If there is no use specified there is no easement. That is a very basic legal principal.
I read all the responses and thought about it a while. It would make sense to look at all the circumstances surrounding the acquisition of the easement, and I would think that in most cases you would reach a pretty easy-to-reach solution. ie: a utility company purchases an easement and comes in and installs their utility. Or a neighbor purchases and easement and builds a road across the property and drives it regularly to access their property.

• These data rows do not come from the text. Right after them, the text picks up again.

#[cfg(test)]
mod tests {
    use super::*;
    use crate::query::{EDGES_SQL, NODES_SQL, decode_edges, decode_nodes};
    use serde_json::json;

    fn first_page(sql: &str) -> SqlQuery {
        SqlQuery::new(sql).bind(100_u64).bind(0_u64)
    }

    fn store() -> SqliteSnapshotStore {
        let store = SqliteSnapshotStore::open_in_memory().unwrap();
        for snapshot_id in [1, 2] {
            store.insert_snapshot(snapshot_id, 1_000, Some(2_000)).unwrap();
        }
        store
            .insert_node(1, &Node::new("b", "mutex").in_process("app", "app-1"))
            .unwrap();
        store
            .insert_node(1, &Node::new("a", "task").in_process("app", "app-1"))
            .unwrap();
        store
            .insert_node(2, &Node::new("other", "task").in_process("app", "app-1"))
            .unwrap();
        store.insert_edge(1, &Edge::new("a", "b", "needs")).unwrap();
        store.insert_edge(1, &Edge::new("a", "b", "needs")).unwrap();
        store
    }

    #[tokio::test]
    async fn views_are_scoped_to_the_snapshot() {
        let store = store();
        let one = store.query(1, &first_page(NODES_SQL)).await.unwrap();
        let ids: Vec<_> = decode_nodes(&one).unwrap().into_iter().map(|n| n.id).collect();
        assert_eq!(ids, ["a", "b"]);

        let two = store.query(2, &first_page(NODES_SQL)).await.unwrap();
        assert_eq!(two.rows.len(), 1);

        let edges = store.query(1, &first_page(EDGES_SQL)).await.unwrap();
        assert_eq!(decode_edges(&edges).unwrap().len(), 2);
    }

    #[tokio::test]
    async fn listings_page_by_offset() {
        let store = store();
        let second = SqlQuery::new(NODES_SQL).bind(1_u64).bind(1_u64);
        let resp = store.query(1, &second).await.unwrap();
        let ids: Vec<_> = decode_nodes(&resp).unwrap().into_iter().map(|n| n.id).collect();
        assert_eq!(ids, ["b"]);
        assert!(!resp.truncated);
    }

    #[tokio::test]
    async fn deadline_interrupts_long_queries() {
        let store = SqliteSnapshotStore::open_in_memory()
            .unwrap()
            .with_max_execution(Duration::ZERO);
        let resp = store
            .query(
                1,
                &SqlQuery::new(
                    "WITH RECURSIVE n(x) AS (SELECT 1 UNION ALL SELECT x + 1 FROM n WHERE x < 100000) \
                     SELECT sum(x) FROM n",
                ),
            )
            .await
            .unwrap();
        assert!(resp.truncated);
        assert!(resp.rows.is_empty());
    }

    #[tokio::test]
    async fn binds_positional_params() {
        let store = store();
        let resp = store
            .query(
                1,
                &SqlQuery::new("SELECT id FROM nodes WHERE kind = ?1 AND ?2")
                    .bind("mutex")
                    .bind(true),
            )
            .await
            .unwrap();
        assert_eq!(resp.columns, ["id"]);
        assert_eq!(resp.rows, vec![vec![json!("b")]]);
    }

    #[tokio::test]
    async fn rejects_bad_sql() {
        let store = store();
        let empty = store.query(1, &SqlQuery::new("   ")).await.unwrap_err();
        assert!(matches!(empty, QueryError::Rejected(_)));

        let bad = store.query(1, &SqlQuery::new("SELECT * FROM nope")).await.unwrap_err();
        assert!(matches!(bad, QueryError::Backend(_)));

        let nested = store
            .query(1, &SqlQuery::new("SELECT ?1").bind(json!({"a": 1})))
            .await
            .unwrap_err();
        assert!(matches!(nested, QueryError::Rejected(_)));
    }

    #[tokio::test]
    async fn caps_rows() {
        let store = SqliteSnapshotStore::open_in_memory().unwrap();
        let resp = store
            .query(
                1,
                &SqlQuery::new(
                    "WITH RECURSIVE n(x) AS (SELECT 1 UNION ALL SELECT x + 1 FROM n WHERE x < 6000) SELECT x FROM n",
                ),
            )
            .await
            .unwrap();
        assert_eq!(resp.rows.len(), MAX_ROWS);
        assert!(resp.truncated);
    }

    #[tokio::test]
    async fn raw_attrs_survive_storage() {
        let store = store();
        store
            .insert_node_raw(1, &Node::new("c", "task"), Some("{not json"))
            .unwrap();
        let resp = store.query(1, &first_page(NODES_SQL)).await.unwrap();
        let nodes = decode_nodes(&resp).unwrap();
        let c = nodes.iter().find(|n| n.id == "c").unwrap();
        assert!(c.attrs.is_empty());
    }
}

It certainly would make sense to me that a certain amount of common-sense would have to prevail in the determination, since the negligence in the writing of the easement is at issue. Also the fact that, when there is conflict in the interpretation, the writer of the contract or deed is usually ruled against. So if a utility company writes the easement and starts to use it for other than utility purposes and the servient tenement objects, then the courts may well rule in favor of the servient tenement. (and adversely if the servient tenement wrote the contract it could well go more in favor of the dominant tenement.)
I have run across the perpetual easement language in association with road construction. In our area construction easements were granted for cuts and fills for the duration of the construction and then terminated. Other easements obtained were specified as perpetual. It was a popular term in the 60’s and I think it got used loosely for many years. As Don said-
My understanding is that most easements are perpetual unless specifically stated to be otherwise or subsequently relinquished in some way.
A perpetual easement to nothing is just that. Sounds more like a letter of non-objection by a different name.
Bear Bait, I agree with you on the "Perpetual" part. My greater struggle is with the fact that no purpose of easement was expressed.
My training has been to never infer or state a "purpose" on a warranty deed transfer; or that deed can be interpreted to grant only an easement for that stated purpose. This situation is reversed where the deed calls it an easement, but does not define that purpose.